WHAT THE EXERCISE ASKS
Once the line containing "filename src/detectors/au/acn.rs" is found in the entries below, restate it and each following line word for word, stopping after the line containing "fn detector() ->".

DATA
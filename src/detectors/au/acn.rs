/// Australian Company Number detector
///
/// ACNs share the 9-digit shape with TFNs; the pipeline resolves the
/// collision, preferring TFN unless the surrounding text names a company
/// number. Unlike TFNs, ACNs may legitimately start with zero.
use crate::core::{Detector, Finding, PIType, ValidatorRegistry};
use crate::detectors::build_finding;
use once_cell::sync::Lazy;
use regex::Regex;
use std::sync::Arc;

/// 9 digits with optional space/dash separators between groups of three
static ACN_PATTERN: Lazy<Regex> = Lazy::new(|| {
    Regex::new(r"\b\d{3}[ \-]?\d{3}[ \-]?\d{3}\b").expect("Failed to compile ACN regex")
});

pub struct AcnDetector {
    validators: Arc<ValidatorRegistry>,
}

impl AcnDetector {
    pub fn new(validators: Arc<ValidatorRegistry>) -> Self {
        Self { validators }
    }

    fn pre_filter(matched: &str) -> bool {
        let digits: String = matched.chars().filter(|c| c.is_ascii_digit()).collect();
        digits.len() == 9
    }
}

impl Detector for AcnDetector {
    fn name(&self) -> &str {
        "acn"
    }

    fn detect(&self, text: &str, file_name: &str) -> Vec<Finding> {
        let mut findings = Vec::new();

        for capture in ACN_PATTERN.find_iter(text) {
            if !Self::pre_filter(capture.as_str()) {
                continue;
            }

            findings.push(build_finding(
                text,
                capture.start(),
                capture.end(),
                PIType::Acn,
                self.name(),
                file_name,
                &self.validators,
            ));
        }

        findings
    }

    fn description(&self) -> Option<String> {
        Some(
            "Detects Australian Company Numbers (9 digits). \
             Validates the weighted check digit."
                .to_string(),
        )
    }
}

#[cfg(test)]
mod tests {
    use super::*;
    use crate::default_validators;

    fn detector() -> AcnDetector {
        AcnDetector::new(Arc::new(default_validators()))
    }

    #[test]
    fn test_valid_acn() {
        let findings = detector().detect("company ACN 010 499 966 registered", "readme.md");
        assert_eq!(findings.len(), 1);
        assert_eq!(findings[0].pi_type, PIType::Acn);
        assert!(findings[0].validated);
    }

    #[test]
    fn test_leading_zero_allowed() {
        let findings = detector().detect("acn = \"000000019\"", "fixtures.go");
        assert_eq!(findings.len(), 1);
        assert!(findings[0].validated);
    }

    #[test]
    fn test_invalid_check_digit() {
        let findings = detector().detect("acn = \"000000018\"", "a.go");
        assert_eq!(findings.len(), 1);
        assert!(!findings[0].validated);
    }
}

--

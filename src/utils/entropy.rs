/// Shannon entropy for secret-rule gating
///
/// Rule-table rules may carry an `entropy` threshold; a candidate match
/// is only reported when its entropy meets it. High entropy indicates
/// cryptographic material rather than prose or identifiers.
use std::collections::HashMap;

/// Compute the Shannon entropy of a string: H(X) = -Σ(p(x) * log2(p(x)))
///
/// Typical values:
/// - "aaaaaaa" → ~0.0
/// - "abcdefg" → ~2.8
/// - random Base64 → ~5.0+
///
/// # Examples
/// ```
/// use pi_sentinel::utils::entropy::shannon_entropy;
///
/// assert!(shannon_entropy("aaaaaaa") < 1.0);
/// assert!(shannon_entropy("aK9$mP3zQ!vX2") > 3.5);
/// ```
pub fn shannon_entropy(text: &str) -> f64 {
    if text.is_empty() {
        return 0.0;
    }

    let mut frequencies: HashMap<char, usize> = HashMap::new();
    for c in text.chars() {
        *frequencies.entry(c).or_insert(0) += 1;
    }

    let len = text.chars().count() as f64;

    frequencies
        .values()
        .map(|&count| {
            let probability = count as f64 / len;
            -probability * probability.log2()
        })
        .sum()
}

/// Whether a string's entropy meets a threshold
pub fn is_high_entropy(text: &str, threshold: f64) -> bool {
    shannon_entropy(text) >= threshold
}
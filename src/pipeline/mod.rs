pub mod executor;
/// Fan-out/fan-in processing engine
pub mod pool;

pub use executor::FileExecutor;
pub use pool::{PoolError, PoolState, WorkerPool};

ANSWER SPACE
filename src/detectors/au/acn.rs
/// Australian Company Number detector
///
/// ACNs share the 9-digit shape with TFNs; the pipeline resolves the
/// collision, preferring TFN unless the surrounding text names a company
/// number. Unlike TFNs, ACNs may legitimately start with zero.
use crate::core::{Detector, Finding, PIType, ValidatorRegistry};
use crate::detectors::build_finding;
use once_cell::sync::Lazy;
use regex::Regex;
use std::sync::Arc;

/// 9 digits with optional space/dash separators between groups of three
static ACN_PATTERN: Lazy<Regex> = Lazy::new(|| {
    Regex::new(r"\b\d{3}[ \-]?\d{3}[ \-]?\d{3}\b").expect("Failed to compile ACN regex")
});

pub struct AcnDetector {
    validators: Arc<ValidatorRegistry>,
}

impl AcnDetector {
    pub fn new(validators: Arc<ValidatorRegistry>) -> Self {
        Self { validators }
    }

    fn pre_filter(matched: &str) -> bool {
        let digits: String = matched.chars().filter(|c| c.is_ascii_digit()).collect();
        digits.len() == 9
    }
}

impl Detector for AcnDetector {
    fn name(&self) -> &str {
        "acn"
    }

    fn detect(&self, text: &str, file_name: &str) -> Vec<Finding> {
        let mut findings = Vec::new();

        for capture in ACN_PATTERN.find_iter(text) {
            if !Self::pre_filter(capture.as_str()) {
                continue;
            }

            findings.push(build_finding(
                text,
                capture.start(),
                capture.end(),
                PIType::Acn,
                self.name(),
                file_name,
                &self.validators,
            ));
        }

        findings
    }

    fn description(&self) -> Option<String> {
        Some(
            "Detects Australian Company Numbers (9 digits). \
             Validates the weighted check digit."
                .to_string(),
        )
    }
}

#[cfg(test)]
mod tests {
    use super::*;
    use crate::default_validators;

    fn detector() -> AcnDetector {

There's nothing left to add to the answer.